The highly stylized animated opening credits that use the '80s hit "The Look of Love" as the theme provides an excellent sense of the fun of the satirical comedy "L.A. Slasher," which hits multiplexes on both coasts and in flyover states on June 26 2015. This story of the titular knife-wielding psychopath directing mayhem at folks who are famous for being famous further is a violent representation of the objective behind naming this review site Unreal TV. Death to reality TV indeed.
The following clip, courtesy of YouTube, of the trailer for "Slasher" nicely showcases the camp horror vibe that evokes thoughts of the original "Scream" film.
The stereotypes begin with the titular villain or hero depending on your perspective. Quirky '80s and '90s actor Andy Dick provides the voice of this character, who vaguely looks and dresses like Michael Jackson.
Said slasher herds his victims into his stereotypical lair and literally turns the camera on them in an unflattering light in several senses. This "cast" of stereotypes includes a C-List actress (whom Mischa Barton of "The O.C." wonderfully plays,) the fabulous in her own mind socialite with the British accent, and a teen-boy pop star who former teen star Drake "Stinky Pete" Bell awesomely channels Justin Bieber to portray. The "and the rest" among these stranded castaways include the teen mom and the heiress. The credits solely listing these characters (including their captor) as well as many others in the ensemble by their designations further indicates their disposable nature.
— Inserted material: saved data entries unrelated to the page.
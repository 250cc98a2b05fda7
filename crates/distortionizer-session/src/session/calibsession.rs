//! Calibration session container with mutable state.
//!
//! The session owns every parameter the operator tunes and exposes one
//! method per command. Each method runs to completion and leaves the session
//! consistent; hosts take a [`DistortionModel`] snapshot afterwards and
//! render with it.

use distortionizer_core::{
    Channel, CoefficientBank, CoefficientOrdering, DistortionModel, Eye, EyeIntrinsics, Pt2,
    RadialCoefficients, Real, ScreenSize, Selector, Term, TransformMode,
};
use log::{debug, info, warn};
use std::collections::VecDeque;

use super::types::LogEntry;
use crate::{
    AxisAdjust, CalibrationRecord, CenterOfProjection, CenterSource, Command, CommandOutcome,
    Direction, EyeRecord, Selection, SessionError,
};

/// Smallest step size reachable through [`CalibrationSession::shift_step_size`].
pub const MIN_STEP: Real = 1e-10;
/// Largest step size reachable through [`CalibrationSession::shift_step_size`].
pub const MAX_STEP: Real = 1.0;
/// Entries kept in [`CalibrationSession::log`]; older ones are dropped.
pub const MAX_LOG_ENTRIES: usize = 1024;

/// Construction options for [`CalibrationSession`].
#[derive(Debug, Clone, Copy, PartialEq)]
pub struct SessionOptions {
    /// Initial step size, clamped to `[MIN_STEP, MAX_STEP]`. Non-finite or
    /// non-positive values fall back to the default.
    pub initial_step: Real,
    /// Magnitude ordering enforced on every coefficient update.
    pub ordering: CoefficientOrdering,
}

impl Default for SessionOptions {
    fn default() -> Self {
        Self {
            initial_step: DEFAULT_STEP,
            ordering: CoefficientOrdering::Disabled,
        }
    }
}

const DEFAULT_STEP: Real = 1e-3;

/// `step` clamped to `[MIN_STEP, MAX_STEP]`, or the default step when it is
/// not a positive finite number.
pub fn valid_step(step: Real) -> Real {
    if step.is_finite() && step > 0.0 {
        step.clamp(MIN_STEP, MAX_STEP)
    } else {
        warn!("invalid step size {step}, using {DEFAULT_STEP:e}");
        DEFAULT_STEP
    }
}

/// Mutable calibration state for both eyes.
///
/// # Centers of projection
///
/// Each eye keeps a manual center and an intrinsics-derived center side by
/// side (see [`CenterOfProjection`]). The transform mode selects which one is
/// live: `None` uses the manual center, the three linear modes use the
/// derived one. Mode changes only flip the source, so cycling through all
/// four modes restores the starting center exactly.
///
/// # Example
///
/// ```
/// use distortionizer_core::{Eye, ScreenSize};
/// use distortionizer_session::CalibrationSession;
///
/// let mut session = CalibrationSession::new(ScreenSize::new(2160, 1200));
/// assert_eq!(session.cop(Eye::Left).x, 540.0);
///
/// session.shift_step_size(1);
/// assert!((session.step() - 1e-2).abs() < 1e-15);
/// ```
#[derive(Debug, Clone)]
pub struct CalibrationSession {
    screen: ScreenSize,
    coefficients: CoefficientBank,
    intrinsics: [EyeIntrinsics; 2],
    centers: [CenterOfProjection; 2],
    selection: Selection,
    step: Real,
    ordering: CoefficientOrdering,
    overlay_visible: bool,

    /// Operation log (lightweight audit trail), newest last. Holds at most
    /// [`MAX_LOG_ENTRIES`].
    pub log: VecDeque<LogEntry>,
}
The Slasher takes things even further by imposing his form of justice on non-reality show folks who experience their own unwarranted celebrity. The physical and psychological torture of a sleazy producer is particularly awesome.
This harsh commentary on reality goes on to have a TMZ-style host express great delight regarding the mayhem and the general public view the slasher as a folk hero. Folks who relish the following clip, courtesy of YouTube, in which a character whom Bieber plays in an episode of "CSI" gets riddled with bullets can easily understand the message of "Slasher." (No comment regarding how many hits of this clip are attributable to your reviewer.)
The appeal of "Slasher" extends beyond the vicarious pleasures associated with the candid portrayals of reality show participants to hiding the underlying important message in blood-soaked sugar. Satire truly is an effective form of communication.